This is especially important for Substrait extension syntax which uses `#` for anchors. In Rustdoc processing of code examples in backticks:

- Lines starting with `# ` have the `# ` stripped and the code is hidden in the output documentation
- `##` gets converted to `#` before being compiled as Rust code

Always verify that examples compile and run correctly.

### Pull Request Process

1. Fork the repository
2. Create a feature branch (`git checkout -b feature-name`)
3. Make your changes
4. Add tests for new functionality
5. Commit your changes with a clear message
   - Pre-commit hooks will automatically run tests, clippy, and formatting
6. Push to the branch (`git push origin feature-name`)
7. Open a Pull Request

**PR Guidelines:**

- Keep changes focused and atomic
- Include tests for new functionality
- Update documentation if needed
- Ensure all CI checks pass
  - You may wish to leave it in 'Draft' form until you validate this
- Provide a clear description of what the PR does
- Link to any related issues

## Contributing to Issues

### Contributing to reporting bugs

If you think you have found a bug in Substrait-Explain, feel free to report it. When creating issues, please include:

- A clear description of the problem
- Steps to reproduce the issue
- Expected vs actual behavior
- For Substrait plan parsing issues, include the plan text or protobuf
- Your Rust version (`rustc --version`)
- Any relevant error messages or stack traces

### Contributing to triaging issues

Triaging issues is a great way to contribute to an open source project.
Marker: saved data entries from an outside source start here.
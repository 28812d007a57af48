// Season simulator entry point.
//
// Startup sequence:
// 1. Initialize tracing (stderr, RUST_LOG-filterable)
// 2. Parse CLI arguments
// 3. Load simulation config
// 4. Load team and schedule CSVs, assemble the league
// 5. Replay file-supplied results and compute initial odds
// 6. Run the interactive command loop

use std::path::PathBuf;

use anyhow::Context;
use clap::Parser;
use rand::SeedableRng;
use rand_chacha::ChaCha8Rng;
use tracing::info;

use gridcast::app::App;
use gridcast::config;
use gridcast::league::{loader, League};
use gridcast::sim::results;

/// Elo-driven season simulator: load a schedule, enter results, and
/// Monte-Carlo the rest of the season.
#[derive(Debug, Parser)]
#[command(name = "gridcast", version, about)]
struct Args {
    /// Schedule CSV: one row per team, week cells `OPP#Y/N#home#away` or `BYE`.
    schedule: PathBuf,

    /// Team CSV: name, abbreviation, color, elo, city, latitude,
    /// longitude, conference, division.
    #[arg(long, default_value = "static/preseason_teams.csv")]
    teams: PathBuf,

    /// Simulation parameter file (defaults to config/sim.toml when present).
    #[arg(long)]
    config: Option<PathBuf>,

    /// Master RNG seed for reproducible simulations.
    #[arg(long)]
    seed: Option<u64>,
}

fn main() -> anyhow::Result<()> {
    init_tracing();
    let args = Args::parse();

    let sim_config =
        config::load(args.config.as_deref()).context("failed to load simulation config")?;

    let team_records = loader::load_teams(&args.teams)
        .with_context(|| format!("failed to load team file {}", args.teams.display()))?;
    let schedule_rows = loader::load_schedule(&args.schedule)
        .with_context(|| format!("failed to load schedule file {}", args.schedule.display()))?;

    let mut league = League::from_records(team_records, schedule_rows)
        .context("failed to assemble the league")?;
    results::replay_user_results(&mut league, &sim_config);

    info!(
        "Loaded {} teams, {} weeks, {} fixtures",
        league.num_teams(),
        league.schedule.num_weeks(),
        league.schedule.games().len()
    );

    let rng = match args.seed {
        Some(seed) => {
            info!("seeding simulations with {seed}");
            ChaCha8Rng::seed_from_u64(seed)
        }
        None => ChaCha8Rng::from_entropy(),
    };

    let mut app = App::new(league, sim_config, rng);
    app.run()
}

/// Log to stderr so tables on stdout stay clean; default level info.
fn init_tracing() {
    use tracing_subscriber::EnvFilter;

    tracing_subscriber::fmt()
        .with_env_filter(
            EnvFilter::try_from_default_env().unwrap_or_else(|_| EnvFilter::new("gridcast=info")),
        )
        .with_writer(std::io::stderr)
        .init();
}
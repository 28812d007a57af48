// Probabilistic game outcomes.
//
// Scores come from a right-skewed log draw (mostly field-goal-to-mid-20s
// results, rare blowouts). The winner is inversion-sampled against the
// fixture's precomputed home win probability; a small configured slice of
// regular-season games ends tied. All randomness flows through the
// caller's RNG handle, so a fixed seed reproduces a season exactly.

use rand::Rng;

use crate::config::{OutcomeConfig, SimConfig};
use crate::league::game::GameId;
use crate::league::League;
use crate::sim::results;

/// A drawn final score, home side first.
#[derive(Debug, Clone, Copy, PartialEq, Eq)]
pub struct DrawnScore {
    pub home: u32,
    pub away: u32,
}

/// One log-skewed score: `floor(base + scale * ln(1 + u))`, `u ∈ [0, 1)`.
fn draw_score(rng: &mut impl Rng, config: &OutcomeConfig) -> u32 {
    let u: f64 = rng.gen();
    (config.score_base + config.score_scale * (1.0 + u).ln()).floor() as u32
}

/// Draw a regular-season outcome. Draw order is fixed (tie roll, home
/// score, away score) so seeded runs replay identically.
pub fn draw_outcome(
    rng: &mut impl Rng,
    config: &OutcomeConfig,
    home_win_probability: f64,
) -> DrawnScore {
    let r: f64 = rng.gen();
    let home = draw_score(rng, config);
    let away = draw_score(rng, config);

    if r < config.tie_probability {
        // Both sides get the home-side draw.
        return DrawnScore { home, away: home };
    }
    decide(r, home, away, home_win_probability)
}

/// Draw a playoff outcome: same distribution, no tie branch.
pub fn draw_decisive_outcome(
    rng: &mut impl Rng,
    config: &OutcomeConfig,
    home_win_probability: f64,
) -> DrawnScore {
    let r: f64 = rng.gen();
    let home = draw_score(rng, config);
    let away = draw_score(rng, config);
    decide(r, home, away, home_win_probability)
}

/// The larger draw goes to the winner (bumped by one when the draws
/// collide); the winner is the away side iff `r` exceeds the home
/// probability.
fn decide(r: f64, first: u32, second: u32, home_win_probability: f64) -> DrawnScore {
    let mut winning = first.max(second);
    let losing = first.min(second);
    if winning == losing {
        winning += 1;
    }
    if r > home_win_probability {
        DrawnScore {
            home: losing,
            away: winning,
        }
    } else {
        DrawnScore {
            home: winning,
            away: losing,
        }
    }
}

/// Simulate one unplayed arena fixture end to end through the result
/// processor. Byes and already-complete fixtures are left alone.
pub fn simulate_game(league: &mut League, id: GameId, rng: &mut impl Rng, config: &SimConfig) {
    let probability = {
        let game = league.schedule.game(id);
        if game.is_bye || game.is_complete {
            return;
        }
        game.home_win_probability
    };
    let score = draw_outcome(rng, &config.outcome, probability);
    results::apply_unchecked(league, id, score.home, score.away, false, config.elo.k_sim, config);
}

// ---------------------------------------------------------------------------
// Tests
// ---------------------------------------------------------------------------

#[cfg(test)]
mod tests {
    use super::*;
    use rand::rngs::mock::StepRng;
    use rand::SeedableRng;
    use rand_chacha::ChaCha8Rng;

    #[test]
    fn scores_stay_in_the_log_draw_range() {
        let config = OutcomeConfig::default();
        let mut rng = ChaCha8Rng::seed_from_u64(7);
        for _ in 0..2000 {
            let score = draw_score(&mut rng, &config);
            // floor(3 + 30 * ln(1 + u)) for u in [0, 1) is 3..=23.
            assert!((3..=23).contains(&score), "got {score}");
        }
    }

    #[test]
    fn zero_roll_with_ties_disabled_always_goes_home() {
        let config = OutcomeConfig {
            tie_probability: 0.0,
            ..OutcomeConfig::default()
        };
        // Constant-zero RNG: r = 0.0 and both score draws are 3.
        let mut rng = StepRng::new(0, 0);
        let score = draw_outcome(&mut rng, &config, 0.5);
        // r > p is false, so the home side wins; equal draws bump by one.
        assert_eq!(score, DrawnScore { home: 4, away: 3 });
    }

    #[test]
    fn zero_roll_with_default_ties_is_a_tie() {
        let config = OutcomeConfig::default();
        let mut rng = StepRng::new(0, 0);
        let score = draw_outcome(&mut rng, &config, 0.5);
        assert_eq!(score.home, score.away);
    }

    #[test]
    fn high_roll_goes_to_the_away_side() {
        let config = OutcomeConfig::default();
        // Constant near-one RNG: r ≈ 1.0 > p.
        let mut rng = StepRng::new(u64::MAX, 0);
        let score = draw_outcome(&mut rng, &config, 0.5);
        assert!(score.away > score.home);
    }

    #[test]
    fn decisive_draw_never_ties() {
        let config = OutcomeConfig::default();
        let mut rng = ChaCha8Rng::seed_from_u64(11);
        for _ in 0..500 {
            let score = draw_decisive_outcome(&mut rng, &config, 0.5);
            assert_ne!(score.home, score.away);
        }
    }

    #[test]
    fn same_seed_reproduces_the_same_draws() {
        let config = OutcomeConfig::default();
        let mut a = ChaCha8Rng::seed_from_u64(42);
        let mut b = ChaCha8Rng::seed_from_u64(42);
        for _ in 0..100 {
            assert_eq!(
                draw_outcome(&mut a, &config, 0.6),
                draw_outcome(&mut b, &config, 0.6)
            );
        }
    }
}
Some actions you can perform on open issues that will help address them sooner:

- **Trying to reproduce the issue**: If you can reproduce the issue following the steps the reporter provided, add a comment specifying that you could reproduce the issue.
- **Finding duplicates**: If there is a bug, there might be a chance that it was already reported in a different issue. If you find an already reported issue that is the same one as the one you are triaging, add a comment with "Duplicate of" followed by the issue number of the original one.
- **Asking the reporter for more information**: Sometimes the reporter of an issue doesn't include enough information to work on the fix, i.e. lack of steps to reproduce, not specifying the affected version, etc. If you find a bug that doesn't have enough information, add a comment tagging the reporter asking for the missing information.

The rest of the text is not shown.